Saved data entries
------

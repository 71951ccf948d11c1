//! HTTP access to upstream feeds.

mod basic;
mod retry;

pub use basic::BasicClient;
pub use retry::RetryPolicy;

use anyhow::{Context, Result, anyhow};
use async_trait::async_trait;
use reqwest::{Request, Response};
use serde::de::DeserializeOwned;

/// Executes prepared requests.
#[async_trait]
pub trait HttpClient: Send + Sync {
    async fn execute(&self, req: Request) -> reqwest::Result<Response>;
}

/// GETs `url` and returns the body, failing on non-success status codes.
pub async fn fetch_bytes<C: HttpClient>(client: &C, url: &str) -> Result<Vec<u8>> {
    let req = Request::new(reqwest::Method::GET, url.parse()?);

    let resp = client
        .execute(req)
        .await
        .map_err(|e| anyhow!("Failed to send request to {}: {}", url, e))?;

    if !resp.status().is_success() {
        let status = resp.status();
        let body = resp.text().await.unwrap_or_default();
        return Err(anyhow!("{} returned status {}: {}", url, status, body));
    }

    Ok(resp.bytes().await?.to_vec())
}

/// GETs `url` and decodes the body as JSON.
pub async fn fetch_json<C: HttpClient, T: DeserializeOwned>(client: &C, url: &str) -> Result<T> {
    let bytes = fetch_bytes(client, url).await?;
    serde_json::from_slice(&bytes).with_context(|| format!("Failed to parse response from {}", url))
}
use crate::analyzers::aggregate::aggregate_station;
use crate::analyzers::types::{OccupancyClass, StationAverage, StationReport};
use crate::gbfs::StationGeo;
use crate::store::{Layout, station_order};
use crate::window::{TimeWindow, resolve_window};
use anyhow::{Context, Result};
use std::num::{NonZeroU32, NonZeroUsize};
use tracing::{debug, info, warn};

/// Knobs for one aggregation pass.
#[derive(Debug, Clone, Copy)]
pub struct AnalysisSettings {
    pub bucket_width: NonZeroU32,
    /// Fine buckets per hourly window.
    pub hourly_buckets: NonZeroUsize,
    /// At most this many stations are processed, in station order.
    pub max_stations: usize,
}

/// Per-station results over one collection window.
#[derive(Debug, Clone)]
pub struct Analysis {
    pub window: TimeWindow,
    pub settings: AnalysisSettings,
    pub stations: Vec<StationReport>,
}

impl Analysis {
    /// Summary rows for every station that logged data.
    pub fn averages(&self) -> Vec<StationAverage> {
        self.stations
            .iter()
            .filter_map(|s| {
                s.occupancy.average().map(|average| StationAverage {
                    station_id: s.station_id.clone(),
                    average,
                })
            })
            .collect()
    }

    /// Seconds covered by one hourly window.
    pub fn hourly_window_secs(&self) -> i64 {
        i64::from(self.settings.bucket_width.get()) * self.settings.hourly_buckets.get() as i64
    }

    /// Length of the longest hourly series.
    pub fn hourly_len(&self) -> usize {
        self.stations.iter().map(|s| s.hourly.len()).max().unwrap_or(0)
    }
}

/// Reads the index window, then every station log once, and derives all
/// per-station metrics.
///
/// Stations are the union of those named in `geo` and those with a log file
/// in the data directory.
#[tracing::instrument(skip(layout, geo), fields(geo_stations = geo.len()))]
pub fn analyze(
    layout: &Layout,
    geo: &[StationGeo],
    settings: AnalysisSettings,
) -> Result<Analysis> {
    let window = resolve_window(&layout.index()).context("Failed to resolve collection window")?;
    info!(
        start = window.start,
        end = window.end,
        buckets = window.bucket_count(settings.bucket_width),
        "Collection window"
    );

    let mut station_ids: Vec<String> = geo.iter().map(|g| g.station_id.clone()).collect();
    station_ids.extend(layout.station_ids()?);
    station_ids.sort_by(|a, b| station_order(a, b));
    station_ids.dedup();
    if station_ids.len() > settings.max_stations {
        warn!(
            found = station_ids.len(),
            max_stations = settings.max_stations,
            "Station limit reached, ignoring the rest"
        );
        station_ids.truncate(settings.max_stations);
    }

    let mut stations = Vec::with_capacity(station_ids.len());
    for station_id in &station_ids {
        let log = match layout.station_log(station_id) {
            Ok(log) => log,
            Err(e) => {
                warn!(station_id = %station_id, error = %e, "Skipping station");
                continue;
            }
        };

        let state = log
            .read_all()
            .with_context(|| format!("Failed to read log for station {}", station_id))?;
        let report = aggregate_station(
            station_id,
            &state,
            &window,
            settings.bucket_width,
            settings.hourly_buckets,
        );

        if report.malformed > 0 {
            warn!(station_id = %station_id, malformed = report.malformed, "Station log has malformed lines");
        }
        debug!(station_id = %station_id, occupancy = ?report.occupancy, "Station aggregated");
        stations.push(report);
    }

    let no_data = stations
        .iter()
        .filter(|s| s.occupancy == OccupancyClass::NoData)
        .count();
    let always_empty = stations
        .iter()
        .filter(|s| s.occupancy == OccupancyClass::AlwaysEmpty)
        .count();
    info!(
        stations = stations.len(),
        no_data, always_empty, "Aggregation complete"
    );

    Ok(Analysis {
        window,
        settings,
        stations,
    })
}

------

**Task objective**
All entries above must be reproduced without a single change.

**Task solution**
repository 71951ccf948d11c1
//! HTTP access to upstream feeds.

mod basic;
mod retry;

pub use basic::BasicClient;
pub use retry::RetryPolicy;

use anyhow::{Context, Result, anyhow};
use async_trait::async_trait;
use reqwest::{Request, Response};
use serde::de::DeserializeOwned;

/// Executes prepared requests.
#[async_trait]
pub trait HttpClient: Send + Sync {
    async fn execute(&self, req: Request) -> reqwest::Result<Response>;
}

/// GETs `url` and returns the body, failing on non-success status codes.
pub async fn fetch_bytes<C: HttpClient>(client: &C, url: &str) -> Result<Vec<u8>> {
    let req = Request::new(reqwest::Method::GET, url.parse()?);

    let resp = client
        .execute(req)
        .await
        .map_err(|e| anyhow!("Failed to send request to {}: {}", url, e))?;

    if !resp.status().is_success() {
        let status = resp.status();
        let body = resp.text().await.unwrap_or_default();
        return Err(anyhow!("{} returned status {}: {}", url, status, body));
    }

    Ok(resp.bytes().await?.to_vec())
}

/// GETs `url` and decodes the body as JSON.
pub async fn fetch_json<C: HttpClient, T: DeserializeOwned>(client: &C, url: &str) -> Result<T> {
    let bytes = fetch_bytes(client, url).await?;
    serde_json::from_slice(&bytes).with_context(|| format!("Failed to parse response from {}", url))
}
use crate::analyzers::aggregate::aggregate_station;
use crate::analyzers::types::{OccupancyClass, StationAverage, StationReport};
use crate::gbfs::StationGeo;
use crate::store::{Layout, station_order};
use crate::window::{TimeWindow, resolve_window};
use anyhow::{Context, Result};
use std::num::{NonZeroU32, NonZeroUsize};
use tracing::{debug, info, warn};

/// Knobs for one aggregation pass.
#[derive(Debug, Clone, Copy)]
pub struct AnalysisSettings {
    pub bucket_width: NonZeroU32,
    /// Fine buckets per hourly window.
    pub hourly_buckets: NonZeroUsize,
    /// At most this many stations are processed, in station order.
    pub max_stations: usize,
}

/// Per-station results over one collection window.
#[derive(Debug, Clone)]
pub struct Analysis {
    pub window: TimeWindow,
    pub settings: AnalysisSettings,
    pub stations: Vec<StationReport>,
}

impl Analysis {
    /// Summary rows for every station that logged data.
    pub fn averages(&self) -> Vec<StationAverage> {
        self.stations
            .iter()
            .filter_map(|s| {
                s.occupancy.average().map(|average| StationAverage {
                    station_id: s.station_id.clone(),
                    average,
                })
            })
            .collect()
    }

    /// Seconds covered by one hourly window.
    pub fn hourly_window_secs(&self) -> i64 {
        i64::from(self.settings.bucket_width.get()) * self.settings.hourly_buckets.get() as i64
    }

    /// Length of the longest hourly series.
    pub fn hourly_len(&self) -> usize {
        self.stations.iter().map(|s| s.hourly.len()).max().unwrap_or(0)
    }
}

/// Reads the index window, then every station log once, and derives all
/// per-station metrics.
///
/// Stations are the union of those named in `geo` and those with a log file
/// in the data directory.
#[tracing::instrument(skip(layout, geo), fields(geo_stations = geo.len()))]
pub fn analyze(
    layout: &Layout,
    geo: &[StationGeo],
    settings: AnalysisSettings,
) -> Result<Analysis> {
    let window = resolve_window(&layout.index()).context("Failed to resolve collection window")?;
    info!(
        start = window.start,
        end = window.end,
        buckets = window.bucket_count(settings.bucket_width),
        "Collection window"
    );

    let mut station_ids: Vec<String> = geo.iter().map(|g| g.station_id.clone()).collect();
    station_ids.extend(layout.station_ids()?);
    station_ids.sort_by(|a, b| station_order(a, b));
    station_ids.dedup();
    if station_ids.len() > settings.max_stations {
        warn!(
            found = station_ids.len(),
            max_stations = settings.max_stations,
            "Station limit reached, ignoring the rest"
        );
        station_ids.truncate(settings.max_stations);
    }

    let mut stations = Vec::with_capacity(station_ids.len());
    for station_id in &station_ids {
        let log = match layout.station_log(station_id) {
            Ok(log) => log,
            Err(e) => {
                warn!(station_id = %station_id, error = %e, "Skipping station");
                continue;
            }
        };

        let state = log
            .read_all()
            .with_context(|| format!("Failed to read log for station {}", station_id))?;
        let report = aggregate_station(
            station_id,
            &state,
            &window,
            settings.bucket_width,
            settings.hourly_buckets,
        );

        if report.malformed > 0 {
            warn!(station_id = %station_id, malformed = report.malformed, "Station log has malformed lines");
        }
        debug!(station_id = %station_id, occupancy = ?report.occupancy, "Station aggregated");
        stations.push(report);
    }

    let no_data = stations
        .iter()
        .filter(|s| s.occupancy == OccupancyClass::NoData)
        .count();
    let always_empty = stations
        .iter()
        .filter(|s| s.occupancy == OccupancyClass::AlwaysEmpty)
        .count();
    info!(
        stations = stations.len(),
        no_data, always_empty, "Aggregation complete"
    );

    Ok(Analysis {
        window,
        settings,
        stations,
    })
}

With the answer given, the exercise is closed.